(Stored items)
• • • • • • •
use std::io::Read;
use std::path::Path;

use anyhow::{Context, Result, bail};
use serde::Deserialize;

use super::model::{LaunchDataset, LaunchRecord, Outcome};

/// Columns every source file must carry. Extra columns are ignored.
const REQUIRED_COLUMNS: [&str; 4] = [
    "Launch Site",
    "Payload Mass (kg)",
    "class",
    "Booster Version Category",
];

// ---------------------------------------------------------------------------
// Public entry-point
// ---------------------------------------------------------------------------

/// Load the launch records from a file.  Dispatch by extension.
///
/// Supported formats:
/// * `.csv`  – header row with the required column names (recommended)
/// * `.json` – records-oriented array of row objects with the same keys
pub fn load_file(path: &Path) -> Result<LaunchDataset> {
    let ext = path
        .extension()
        .and_then(|e| e.to_str())
        .unwrap_or("")
        .to_ascii_lowercase();

    match ext.as_str() {
        "csv" => load_csv(path),
        "json" => load_json(path),
        other => bail!("Unsupported file extension: .{other}"),
    }
}

// ---------------------------------------------------------------------------
// Raw row shape shared by both formats
// ---------------------------------------------------------------------------

/// One source row as it appears in the file, before validation.
#[derive(Debug, Deserialize)]
struct RawRecord {
    #[serde(rename = "Launch Site")]
    site: String,
    #[serde(rename = "Payload Mass (kg)")]
    payload_kg: f64,
    class: i64,
    #[serde(rename = "Booster Version Category")]
    booster_category: String,
}

impl RawRecord {
    /// Validate the row and convert it into the domain record.
    fn into_record(self) -> Result<LaunchRecord> {
        let outcome = Outcome::from_class(self.class)?;
        if !self.payload_kg.is_finite() || self.payload_kg < 0.0 {
            bail!(
                "payload mass {} is not a non-negative number of kg",
                self.payload_kg
            );
        }
        Ok(LaunchRecord {
            site: self.site,
            payload_kg: self.payload_kg,
            outcome,
            booster_category: self.booster_category,
        })
    }
}

// ---------------------------------------------------------------------------
// CSV loader
// ---------------------------------------------------------------------------

/// CSV layout: header row with column names, one launch per row.
/// Works with files written by Pandas (`df.to_csv()`), including the
/// nameless leading index column those carry.
fn load_csv(path: &Path) -> Result<LaunchDataset> {
    let file = std::fs::File::open(path)
        .with_context(|| format!("opening {}", path.display()))?;
    read_csv(file)
}

fn read_csv(input: impl Read) -> Result<LaunchDataset> {
    let mut reader = csv::Reader::from_reader(input);

    let headers = reader.headers().context("reading CSV headers")?;
    for required in REQUIRED_COLUMNS {
        if !headers.iter().any(|h| h == required) {
            bail!("CSV missing '{required}' column");
        }
    }

    let mut records = Vec::new();
    for (row_no, result) in reader.deserialize::<RawRecord>().enumerate() {
        let raw = result.with_context(|| format!("CSV row {row_no}"))?;
        let record = raw
            .into_record()
            .with_context(|| format!("CSV row {row_no}"))?;
        records.push(record);
    }

    Ok(LaunchDataset::from_records(records))
}

// ---------------------------------------------------------------------------
// JSON loader
// ---------------------------------------------------------------------------

/// Expected JSON schema (records-oriented, the default
/// `df.to_json(orient='records')`):
///
/// ```json
/// [
///   {
///     "Launch Site": "CCAFS LC-40",
///     "Payload Mass (kg)": 2500.0,
///     "class": 1,
///     "Booster Version Category": "FT"
///   },
///   ...
/// ]
/// ```
fn load_json(path: &Path) -> Result<LaunchDataset> {
    let text = std::fs::read_to_string(path).context("reading JSON file")?;
    read_json(&text)
}

fn read_json(text: &str) -> Result<LaunchDataset> {
    let rows: Vec<RawRecord> = serde_json::from_str(text).context("parsing JSON records")?;

    let mut records = Vec::with_capacity(rows.len());
    for (row_no, raw) in rows.into_iter().enumerate() {
        let record = raw
            .into_record()
            .with_context(|| format!("Row {row_no}"))?;
        records.push(record);
    }

    Ok(LaunchDataset::from_records(records))
}
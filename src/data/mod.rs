/// Data layer: core types, loading, and filtering.
///
/// Architecture:
/// ```text
///  .csv / .json
///        │
///        ▼
///   ┌──────────┐
///   │  loader   │  parse file → LaunchDataset
///   └──────────┘
///        │
///        ▼
///   ┌──────────────┐
///   │ LaunchDataset │  Vec<LaunchRecord>, value indices
///   └──────────────┘
///        │
///        ▼
///   ┌──────────┐
///   │  filter   │  apply site + payload predicates → filtered indices
///   └──────────┘
/// ```
pub mod filter;
pub mod loader;
pub mod model;
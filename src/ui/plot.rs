use std::f64::consts::TAU;

use eframe::egui::{RichText, Stroke, Ui};
use egui_plot::{Legend, Plot, PlotPoint, PlotPoints, Points, Polygon, Text};

use crate::charts::{PAYLOAD_SCATTER_ID, SUCCESS_PIE_ID};
use crate::color;
use crate::state::AppState;

/// Arc resolution of a full circle, in outline points.
const PIE_ARC_POINTS: usize = 128;
/// Wedge radius in plot coordinates.
const PIE_RADIUS: f64 = 1.0;
/// Radial position of the percentage labels.
const PIE_LABEL_RADIUS: f64 = 0.65;
/// Smallest share that still gets its own percentage label.
const PIE_MIN_LABELED_FRACTION: f64 = 0.04;

// ---------------------------------------------------------------------------
// Success pie (upper chart region)
// ---------------------------------------------------------------------------

/// Render the cached pie specification as a pie chart.
///
/// Wedges start at twelve o'clock and run clockwise, one per slice, with a
/// percentage label on every slice large enough to carry one. An empty pie
/// shows a placeholder message instead.
pub fn success_pie_chart(ui: &mut Ui, state: &AppState, height: f32) {
    let spec = &state.pie;

    ui.vertical_centered(|ui: &mut Ui| {
        ui.strong(&spec.title);
    });

    let total = spec.total();
    let colors = color::generate_palette(spec.slices.len());

    Plot::new(SUCCESS_PIE_ID)
        .height(height)
        .legend(Legend::default())
        .data_aspect(1.0)
        .show_axes(false)
        .show_grid(false)
        .show_x(false)
        .show_y(false)
        .allow_boxed_zoom(false)
        .allow_drag(false)
        .allow_scroll(false)
        .allow_zoom(false)
        .include_x(-1.3)
        .include_x(1.3)
        .include_y(-1.3)
        .include_y(1.3)
        .show(ui, |plot_ui| {
            if total == 0 {
                plot_ui.text(Text::new(
                    PlotPoint::new(0.0, 0.0),
                    RichText::new("No launches match the current selection").heading(),
                ));
                return;
            }

            let mut angle = TAU / 4.0;
            for (slice, color) in spec.slices.iter().zip(colors) {
                if slice.value == 0 {
                    continue;
                }
                let fraction = slice.value as f64 / total as f64;
                let sweep = fraction * TAU;

                plot_ui.polygon(
                    Polygon::new(wedge_points(angle, sweep))
                        .name(&slice.label)
                        .fill_color(color)
                        .stroke(Stroke::new(1.0, color)),
                );

                if fraction >= PIE_MIN_LABELED_FRACTION {
                    let mid = angle - sweep / 2.0;
                    plot_ui.text(Text::new(
                        PlotPoint::new(PIE_LABEL_RADIUS * mid.cos(), PIE_LABEL_RADIUS * mid.sin()),
                        RichText::new(format!("{:.1}%", fraction * 100.0)).strong(),
                    ));
                }

                angle -= sweep;
            }
        });
}

/// Build the closed outline of one wedge.
fn wedge_points(start: f64, sweep: f64) -> Vec<[f64; 2]> {
    let steps = ((sweep / TAU) * PIE_ARC_POINTS as f64).ceil().max(2.0) as usize;
    let mut points = Vec::with_capacity(steps + 2);
    // A slice covering the whole circle stays a plain disc, with no spoke to
    // the centre.
    if TAU - sweep > 1e-9 {
        points.push([0.0, 0.0]);
    }
    for i in 0..=steps {
        let angle = start - sweep * (i as f64 / steps as f64);
        points.push([PIE_RADIUS * angle.cos(), PIE_RADIUS * angle.sin()]);
    }
    points
}

// ---------------------------------------------------------------------------
// Payload scatter (lower chart region)
// ---------------------------------------------------------------------------

/// Render the cached scatter specification, one point series per booster
/// version category. Series colours come from the shared colour map so they
/// stay stable while the filters change.
pub fn payload_scatter_chart(ui: &mut Ui, state: &AppState, height: f32) {
    let spec = &state.scatter;

    Plot::new(PAYLOAD_SCATTER_ID)
        .height(height)
        .legend(Legend::default())
        .x_axis_label(&spec.x_label)
        .y_axis_label(&spec.y_label)
        .include_y(-0.25)
        .include_y(1.25)
        .allow_boxed_zoom(true)
        .allow_drag(true)
        .allow_scroll(true)
        .allow_zoom(true)
        .show(ui, |plot_ui| {
            for series in &spec.series {
                let points: PlotPoints = series.points.iter().copied().collect();
                plot_ui.points(
                    Points::new(points)
                        .name(&series.label)
                        .color(state.color_map.color_for(&series.label))
                        .radius(3.0),
                );
            }
        });
}

#[cfg(test)]
mod tests {
    use super::*;

    #[test]
    fn test_wedge_points_quarter_circle() {
        let points = wedge_points(TAU / 4.0, TAU / 4.0);

        // Centre vertex plus the arc from twelve o'clock to three o'clock.
        assert_eq!(points[0], [0.0, 0.0]);
        let first = points[1];
        let last = points[points.len() - 1];
        assert!(first[0].abs() < 1e-9);
        assert!((first[1] - PIE_RADIUS).abs() < 1e-9);
        assert!((last[0] - PIE_RADIUS).abs() < 1e-9);
        assert!(last[1].abs() < 1e-9);
    }

    #[test]
    fn test_wedge_points_arc_stays_on_radius() {
        let points = wedge_points(TAU / 4.0, TAU / 3.0);
        for point in &points[1..] {
            let r = (point[0] * point[0] + point[1] * point[1]).sqrt();
            assert!((r - PIE_RADIUS).abs() < 1e-9);
        }
    }

    #[test]
    fn test_wedge_points_full_circle_has_no_centre_spoke() {
        let points = wedge_points(TAU / 4.0, TAU);
        for point in &points {
            let r = (point[0] * point[0] + point[1] * point[1]).sqrt();
            assert!((r - PIE_RADIUS).abs() < 1e-9);
        }
    }
}
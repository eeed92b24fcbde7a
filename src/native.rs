//! Bridges between this crate's sum types and the standard library's.
//!
//! Each pair of conversions is total and the two directions are inverse of each other.
//! The `From` impls need an annotated target, since the std types also convert from
//! any payload; `to_native` and `from_native` never need one.

use crate::{option, result};

impl<T> option::Option<T> {
    pub fn from_native(native: Option<T>) -> Self {
        match native {
            Some(value) => Self::Some(value),
            None => Self::None,
        }
    }

    pub fn to_native(self) -> Option<T> {
        self.substitute(|| None, Some)
    }
}

impl<E, T> result::Result<E, T> {
    pub fn from_native(native: Result<T, E>) -> Self {
        match native {
            Ok(value) => Self::Success(value),
            Err(error) => Self::Error(error),
        }
    }

    pub fn to_native(self) -> Result<T, E> {
        self.substitute(Err, Ok)
    }
}

impl<T> From<Option<T>> for option::Option<T> {
    fn from(native: Option<T>) -> Self {
        Self::from_native(native)
    }
}

impl<T> From<option::Option<T>> for Option<T> {
    fn from(option: option::Option<T>) -> Self {
        option.to_native()
    }
}

impl<E, T> From<Result<T, E>> for result::Result<E, T> {
    fn from(native: Result<T, E>) -> Self {
        Self::from_native(native)
    }
}

impl<E, T> From<result::Result<E, T>> for Result<T, E> {
    fn from(result: result::Result<E, T>) -> Self {
        result.to_native()
    }
}

/// Conversion method on the standard `Option`.
pub trait NativeOptionExt<T> {
    fn to_option(self) -> option::Option<T>;
}

impl<T> NativeOptionExt<T> for Option<T> {
    fn to_option(self) -> option::Option<T> {
        option::Option::from_native(self)
    }
}

/// Conversion method on the standard `Result`.
pub trait NativeResultExt<T, E> {
    fn to_result(self) -> result::Result<E, T>;
}

impl<T, E> NativeResultExt<T, E> for Result<T, E> {
    fn to_result(self) -> result::Result<E, T> {
        result::Result::from_native(self)
    }
}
• • • • • • •
Your answer must be the line holding "pub fn to_native(self) -> Result<T, E>" plus every later line to the end of the records, copied exactly.

Response —
    pub fn to_native(self) -> Result<T, E> {
        self.substitute(Err, Ok)
    }
}

impl<T> From<Option<T>> for option::Option<T> {
    fn from(native: Option<T>) -> Self {
        Self::from_native(native)
    }
}

impl<T> From<option::Option<T>> for Option<T> {
    fn from(option: option::Option<T>) -> Self {
        option.to_native()
    }
}

impl<E, T> From<Result<T, E>> for result::Result<E, T> {
    fn from(native: Result<T, E>) -> Self {
        Self::from_native(native)
    }
}

impl<E, T> From<result::Result<E, T>> for Result<T, E> {
    fn from(result: result::Result<E, T>) -> Self {
        result.to_native()
    }
}

/// Conversion method on the standard `Option`.
pub trait NativeOptionExt<T> {
    fn to_option(self) -> option::Option<T>;
}

impl<T> NativeOptionExt<T> for Option<T> {
    fn to_option(self) -> option::Option<T> {
        option::Option::from_native(self)
    }
}

/// Conversion method on the standard `Result`.
pub trait NativeResultExt<T, E> {
    fn to_result(self) -> result::Result<E, T>;
}

impl<T, E> NativeResultExt<T, E> for Result<T, E> {
    fn to_result(self) -> result::Result<E, T> {
        result::Result::from_native(self)
    }
}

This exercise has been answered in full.